*** Material provided ***

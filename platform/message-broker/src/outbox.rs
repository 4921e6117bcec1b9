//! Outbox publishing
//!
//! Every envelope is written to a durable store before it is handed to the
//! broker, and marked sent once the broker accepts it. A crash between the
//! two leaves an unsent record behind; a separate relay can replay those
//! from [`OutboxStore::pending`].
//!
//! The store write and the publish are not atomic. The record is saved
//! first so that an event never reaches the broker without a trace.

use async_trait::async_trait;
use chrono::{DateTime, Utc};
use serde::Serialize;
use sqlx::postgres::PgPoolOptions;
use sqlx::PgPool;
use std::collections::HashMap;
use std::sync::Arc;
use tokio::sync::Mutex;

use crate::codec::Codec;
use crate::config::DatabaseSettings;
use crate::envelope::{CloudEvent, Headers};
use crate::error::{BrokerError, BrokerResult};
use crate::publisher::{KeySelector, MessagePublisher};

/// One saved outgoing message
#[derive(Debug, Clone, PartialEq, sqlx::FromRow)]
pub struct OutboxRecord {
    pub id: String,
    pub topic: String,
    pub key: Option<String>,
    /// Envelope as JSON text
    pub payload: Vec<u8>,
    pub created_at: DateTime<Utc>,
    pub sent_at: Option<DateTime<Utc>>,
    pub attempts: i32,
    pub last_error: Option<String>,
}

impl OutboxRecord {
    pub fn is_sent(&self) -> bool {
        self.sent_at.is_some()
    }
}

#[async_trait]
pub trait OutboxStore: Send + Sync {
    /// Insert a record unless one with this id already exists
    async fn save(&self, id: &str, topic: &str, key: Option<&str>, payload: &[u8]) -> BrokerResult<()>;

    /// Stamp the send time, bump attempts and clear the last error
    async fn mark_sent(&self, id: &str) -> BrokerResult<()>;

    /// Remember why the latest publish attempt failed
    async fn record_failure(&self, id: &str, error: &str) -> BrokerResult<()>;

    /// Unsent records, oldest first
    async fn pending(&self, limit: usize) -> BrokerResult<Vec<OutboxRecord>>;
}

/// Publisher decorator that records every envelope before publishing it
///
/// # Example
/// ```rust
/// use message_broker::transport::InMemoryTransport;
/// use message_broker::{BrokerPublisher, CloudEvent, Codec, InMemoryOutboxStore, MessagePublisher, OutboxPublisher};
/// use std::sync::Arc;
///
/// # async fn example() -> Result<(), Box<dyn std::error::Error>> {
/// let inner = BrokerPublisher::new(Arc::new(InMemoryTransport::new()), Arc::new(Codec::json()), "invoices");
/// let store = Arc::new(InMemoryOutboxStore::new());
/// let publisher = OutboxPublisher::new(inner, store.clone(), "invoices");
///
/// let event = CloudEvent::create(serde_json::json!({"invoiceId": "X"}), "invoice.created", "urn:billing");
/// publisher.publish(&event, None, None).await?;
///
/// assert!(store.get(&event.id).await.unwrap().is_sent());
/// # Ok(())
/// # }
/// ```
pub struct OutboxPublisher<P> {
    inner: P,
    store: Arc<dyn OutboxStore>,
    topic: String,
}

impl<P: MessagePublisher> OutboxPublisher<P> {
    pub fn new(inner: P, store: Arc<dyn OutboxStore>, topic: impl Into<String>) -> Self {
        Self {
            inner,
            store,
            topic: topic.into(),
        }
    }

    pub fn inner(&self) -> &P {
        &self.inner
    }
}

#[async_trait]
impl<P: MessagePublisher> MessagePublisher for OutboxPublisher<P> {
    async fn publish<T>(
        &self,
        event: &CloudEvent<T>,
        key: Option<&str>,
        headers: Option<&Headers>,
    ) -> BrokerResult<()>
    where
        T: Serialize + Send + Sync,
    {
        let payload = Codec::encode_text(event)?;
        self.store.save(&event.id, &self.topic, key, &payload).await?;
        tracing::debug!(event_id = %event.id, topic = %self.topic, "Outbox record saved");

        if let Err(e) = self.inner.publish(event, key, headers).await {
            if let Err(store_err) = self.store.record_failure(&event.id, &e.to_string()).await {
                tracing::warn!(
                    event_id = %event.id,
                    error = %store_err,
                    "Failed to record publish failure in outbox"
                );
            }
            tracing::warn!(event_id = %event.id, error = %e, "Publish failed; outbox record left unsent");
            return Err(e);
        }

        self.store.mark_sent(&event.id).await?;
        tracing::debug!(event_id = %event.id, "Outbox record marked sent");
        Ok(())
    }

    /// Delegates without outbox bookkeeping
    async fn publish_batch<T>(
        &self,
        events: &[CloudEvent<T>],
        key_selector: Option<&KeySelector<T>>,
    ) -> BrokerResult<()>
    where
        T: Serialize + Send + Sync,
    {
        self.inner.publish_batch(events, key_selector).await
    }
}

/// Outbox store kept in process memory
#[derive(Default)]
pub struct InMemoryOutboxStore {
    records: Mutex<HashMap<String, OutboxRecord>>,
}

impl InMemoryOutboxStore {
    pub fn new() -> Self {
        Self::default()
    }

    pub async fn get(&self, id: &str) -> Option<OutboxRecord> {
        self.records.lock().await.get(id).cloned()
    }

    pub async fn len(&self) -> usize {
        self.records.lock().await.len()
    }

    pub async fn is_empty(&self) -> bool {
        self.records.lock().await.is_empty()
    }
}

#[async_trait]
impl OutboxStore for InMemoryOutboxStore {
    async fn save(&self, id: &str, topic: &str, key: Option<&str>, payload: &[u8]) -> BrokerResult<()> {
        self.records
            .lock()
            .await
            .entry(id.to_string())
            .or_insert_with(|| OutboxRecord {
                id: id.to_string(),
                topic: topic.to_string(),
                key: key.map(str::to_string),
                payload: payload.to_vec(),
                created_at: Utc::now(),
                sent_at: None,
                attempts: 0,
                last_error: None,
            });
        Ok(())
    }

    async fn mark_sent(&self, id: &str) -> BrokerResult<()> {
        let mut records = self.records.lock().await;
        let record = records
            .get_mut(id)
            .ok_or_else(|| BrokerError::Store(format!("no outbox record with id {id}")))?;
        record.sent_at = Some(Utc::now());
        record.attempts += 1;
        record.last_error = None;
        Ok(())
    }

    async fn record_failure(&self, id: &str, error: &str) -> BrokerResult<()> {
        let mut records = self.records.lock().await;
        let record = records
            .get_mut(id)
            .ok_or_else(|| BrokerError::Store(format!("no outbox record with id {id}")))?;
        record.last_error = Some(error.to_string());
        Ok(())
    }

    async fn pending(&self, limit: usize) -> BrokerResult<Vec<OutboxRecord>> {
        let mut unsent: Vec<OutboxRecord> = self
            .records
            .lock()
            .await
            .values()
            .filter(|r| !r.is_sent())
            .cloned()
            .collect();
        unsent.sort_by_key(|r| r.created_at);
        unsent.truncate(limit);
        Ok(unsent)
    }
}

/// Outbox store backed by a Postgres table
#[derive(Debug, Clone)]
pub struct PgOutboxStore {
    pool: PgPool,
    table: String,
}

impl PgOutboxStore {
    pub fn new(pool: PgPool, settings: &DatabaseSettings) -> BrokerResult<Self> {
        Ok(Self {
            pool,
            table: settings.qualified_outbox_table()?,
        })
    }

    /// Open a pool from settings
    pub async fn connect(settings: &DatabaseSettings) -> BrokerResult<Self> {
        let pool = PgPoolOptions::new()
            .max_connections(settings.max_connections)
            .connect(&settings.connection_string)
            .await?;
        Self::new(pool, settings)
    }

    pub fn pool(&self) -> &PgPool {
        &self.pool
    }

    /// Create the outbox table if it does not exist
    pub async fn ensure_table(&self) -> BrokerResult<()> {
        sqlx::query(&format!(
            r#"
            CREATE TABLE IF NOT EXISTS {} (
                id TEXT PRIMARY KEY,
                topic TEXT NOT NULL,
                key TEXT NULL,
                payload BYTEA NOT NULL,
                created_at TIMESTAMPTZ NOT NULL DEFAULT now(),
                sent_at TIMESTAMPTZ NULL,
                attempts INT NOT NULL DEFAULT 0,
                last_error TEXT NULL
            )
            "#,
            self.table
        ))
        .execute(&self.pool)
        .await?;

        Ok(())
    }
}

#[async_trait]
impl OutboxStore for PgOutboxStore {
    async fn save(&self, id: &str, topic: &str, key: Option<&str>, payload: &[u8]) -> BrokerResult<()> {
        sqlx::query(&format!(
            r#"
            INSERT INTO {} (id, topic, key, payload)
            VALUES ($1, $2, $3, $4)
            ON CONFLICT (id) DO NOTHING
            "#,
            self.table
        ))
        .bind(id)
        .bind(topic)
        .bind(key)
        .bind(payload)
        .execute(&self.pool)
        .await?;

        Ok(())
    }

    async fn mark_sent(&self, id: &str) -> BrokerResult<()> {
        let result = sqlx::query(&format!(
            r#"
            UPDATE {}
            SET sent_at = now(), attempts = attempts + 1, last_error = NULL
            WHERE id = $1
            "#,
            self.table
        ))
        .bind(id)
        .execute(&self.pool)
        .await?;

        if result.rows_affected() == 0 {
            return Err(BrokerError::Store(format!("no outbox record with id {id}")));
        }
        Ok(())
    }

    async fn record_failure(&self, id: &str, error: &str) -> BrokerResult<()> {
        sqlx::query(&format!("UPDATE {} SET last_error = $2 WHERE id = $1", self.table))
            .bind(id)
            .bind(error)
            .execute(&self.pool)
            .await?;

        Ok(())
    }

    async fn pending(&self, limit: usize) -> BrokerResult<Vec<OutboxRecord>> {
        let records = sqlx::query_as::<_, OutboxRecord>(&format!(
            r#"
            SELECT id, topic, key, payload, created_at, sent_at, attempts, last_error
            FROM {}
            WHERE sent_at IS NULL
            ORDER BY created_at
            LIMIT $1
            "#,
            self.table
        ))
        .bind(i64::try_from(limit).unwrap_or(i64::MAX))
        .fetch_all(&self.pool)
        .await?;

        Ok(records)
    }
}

***

» Problem to work on
Go to the line in the material above that contains "self.records.lock().await.len()" and copy exactly from there through the line that contains "unsent.truncate(limit);", stopping after it.

» Result below
        self.records.lock().await.len()
    }

    pub async fn is_empty(&self) -> bool {
        self.records.lock().await.is_empty()
    }
}

#[async_trait]
impl OutboxStore for InMemoryOutboxStore {
    async fn save(&self, id: &str, topic: &str, key: Option<&str>, payload: &[u8]) -> BrokerResult<()> {
        self.records
            .lock()
            .await
            .entry(id.to_string())
            .or_insert_with(|| OutboxRecord {
                id: id.to_string(),
                topic: topic.to_string(),
                key: key.map(str::to_string),
                payload: payload.to_vec(),
                created_at: Utc::now(),
                sent_at: None,
                attempts: 0,
                last_error: None,
            });
        Ok(())
    }

    async fn mark_sent(&self, id: &str) -> BrokerResult<()> {
        let mut records = self.records.lock().await;
        let record = records
            .get_mut(id)
            .ok_or_else(|| BrokerError::Store(format!("no outbox record with id {id}")))?;
        record.sent_at = Some(Utc::now());
        record.attempts += 1;
        record.last_error = None;
        Ok(())
    }

    async fn record_failure(&self, id: &str, error: &str) -> BrokerResult<()> {
        let mut records = self.records.lock().await;
        let record = records
            .get_mut(id)
            .ok_or_else(|| BrokerError::Store(format!("no outbox record with id {id}")))?;
        record.last_error = Some(error.to_string());
        Ok(())
    }

    async fn pending(&self, limit: usize) -> BrokerResult<Vec<OutboxRecord>> {
        let mut unsent: Vec<OutboxRecord> = self
            .records
            .lock()
            .await
            .values()
            .filter(|r| !r.is_sent())
            .cloned()
            .collect();
        unsent.sort_by_key(|r| r.created_at);
        unsent.truncate(limit);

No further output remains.